Anatomy and Normal Appearance

Ovaries are paired, almond-shaped organs located one on each side of the uterus, near the lateral pelvic wall. Their position is variable and influenced by uterine position and ligament attachments. They are ellipsoid with the craniocaudal axis parallel to the internal iliac vessels, which serve as a reference point. Blood is supplied by the ovarian arteries from the abdominal aorta; the right ovarian vein drains into the IVC, while the left drains into the left renal vein. After hysterectomy, ovaries tend to sit more medially and directly superior to the vaginal cuff and may be high in the pelvis or out of the TVS field of view.

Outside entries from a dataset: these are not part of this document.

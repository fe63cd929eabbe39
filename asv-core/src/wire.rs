//! JSON wire types and paths of the backend HTTP API

use crate::model::AdminConfig;
use serde::{Deserialize, Serialize};
use std::fmt;
use std::str::FromStr;

/// Endpoint paths shared by the server router and the dashboard client
pub mod routes {
    pub const LOGIN: &str = "/api/login";
    pub const LOGOUT: &str = "/api/logout";
    pub const ADMIN_STATE: &str = "/api/admin/state";
    pub const ADMIN_UPDATE: &str = "/api/admin/update";
    pub const UPLOAD: &str = "/api/upload";
    pub const IMAGES: &str = "/api/images";
    pub const CLEAR_IMAGES: &str = "/api/images/all/clear";
    pub const TELEMETRY_STREAM: &str = "/api/telemetry/stream";
    pub const UPLOADS: &str = "/uploads";
    pub const ASSETS: &str = "/assets";
}

#[derive(Clone, Default, PartialEq, Eq, Serialize, Deserialize)]
pub struct LoginRequest {
    #[serde(default)]
    pub username: String,
    #[serde(default)]
    pub password: String,
}

impl fmt::Debug for LoginRequest {
    fn fmt(&self, f: &mut fmt::Formatter<'_>) -> fmt::Result {
        f.debug_struct("LoginRequest")
            .field("username", &self.username)
            .field("password", &"***")
            .finish()
    }
}

#[derive(Clone, Serialize, Deserialize)]
pub struct LoginResponse {
    pub token: String,
}

/// Error payload returned by every failing endpoint
#[derive(Debug, Clone, PartialEq, Eq, Serialize, Deserialize)]
pub struct ErrorBody {
    #[serde(default)]
    pub status: String,
    /// Machine-readable reason, e.g. `invalid_credentials`
    #[serde(default)]
    pub reason: String,
    /// Human-readable explanation
    #[serde(default)]
    pub detail: String,
}

impl ErrorBody {
    pub fn new(reason: impl Into<String>, detail: impl Into<String>) -> Self {
        Self {
            status: "error".to_string(),
            reason: reason.into(),
            detail: detail.into(),
        }
    }
}

#[derive(Debug, Clone, Serialize, Deserialize)]
pub struct UpdateResponse {
    pub status: String,
    pub new_state: AdminConfig,
}

#[derive(Debug, Clone, Default, Serialize, Deserialize)]
pub struct ImageList {
    pub images: Vec<String>,
}

#[derive(Debug, Clone, Serialize, Deserialize)]
pub struct DeleteResponse {
    pub status: String,
    pub message: String,
}

#[derive(Debug, Clone, Serialize, Deserialize)]
pub struct ClearResponse {
    pub status: String,
    pub deleted_count: u32,
}

#[derive(Debug, Clone, Serialize, Deserialize)]
pub struct UploadResponse {
    pub status: String,
    pub filename: String,
}

/// Upload discriminator: a route file or a gallery image
#[derive(Debug, Clone, Copy, PartialEq, Eq, Hash, Serialize, Deserialize)]
#[serde(rename_all = "lowercase")]
pub enum UploadKind {
    Csv,
    Image,
}

impl UploadKind {
    pub fn as_str(&self) -> &'static str {
        match self {
            Self::Csv => "csv",
            Self::Image => "image",
        }
    }

    /// Whether `filename` has an extension this kind accepts
    pub fn accepts(&self, filename: &str) -> bool {
        match self {
            Self::Csv => has_extension(filename, &["csv"]),
            Self::Image => is_image(filename),
        }
    }
}

impl FromStr for UploadKind {
    type Err = String;

    fn from_str(s: &str) -> Result<Self, Self::Err> {
        match s.trim().to_lowercase().as_str() {
            "csv" | "route" => Ok(Self::Csv),
            "image" => Ok(Self::Image),
            other => Err(format!("unknown upload type {other:?}")),
        }
    }
}

pub const IMAGE_EXTENSIONS: [&str; 3] = ["png", "jpg", "jpeg"];

pub fn is_image(filename: &str) -> bool {
    has_extension(filename, &IMAGE_EXTENSIONS)
}

fn has_extension(filename: &str, extensions: &[&str]) -> bool {
    std::path::Path::new(filename)
        .extension()
        .and_then(|ext| ext.to_str())
        .map(|ext| extensions.iter().any(|e| ext.eq_ignore_ascii_case(e)))
        .unwrap_or(false)
}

Normal Sonographic Appearance

Ovaries typically show homogeneous echotexture. The medulla may be slightly more echogenic than the cortex, and small anechoic or cystic follicles may be seen peripherally in the cortex. Appearance varies with age and menstrual cycle. Follicles are usually few millimeters in size; multiple tiny follicles can be present. On imaging, ovarian volume is calculated as
V = L \times W \times H \times 0.523

Ovarian Function and Phases

In reproductive-age women, the ovary undergoes three ultrasound-detectable phases during each cycle: follicular (proliferative) phase, ovulation, and the luteal phase. These changes reflect rhythmic secretion of FSH and LH from the pituitary. The proliferative phase features growth of follicles up to about 2.0–2.5 cm by ovulation (day ~12–14). Ovulation corresponds to rupture of the dominant follicle and release of the oocyte; the cumulus oophorus may be seen as a cystic mural protrusion in rare cases, indicating maturity. The post-ovulation luteal phase forms the corpus luteum, which forms a visible structure with a thick hyperechoic wall and internal echoes if hemorrhagic, and may appear cystic as the luteal cyst. If pregnancy occurs, the corpus luteum persists until about 10–12 weeks gestation. Endometrial changes progress from proliferative (follicular) to secretory phases in parallel with ovarian activity.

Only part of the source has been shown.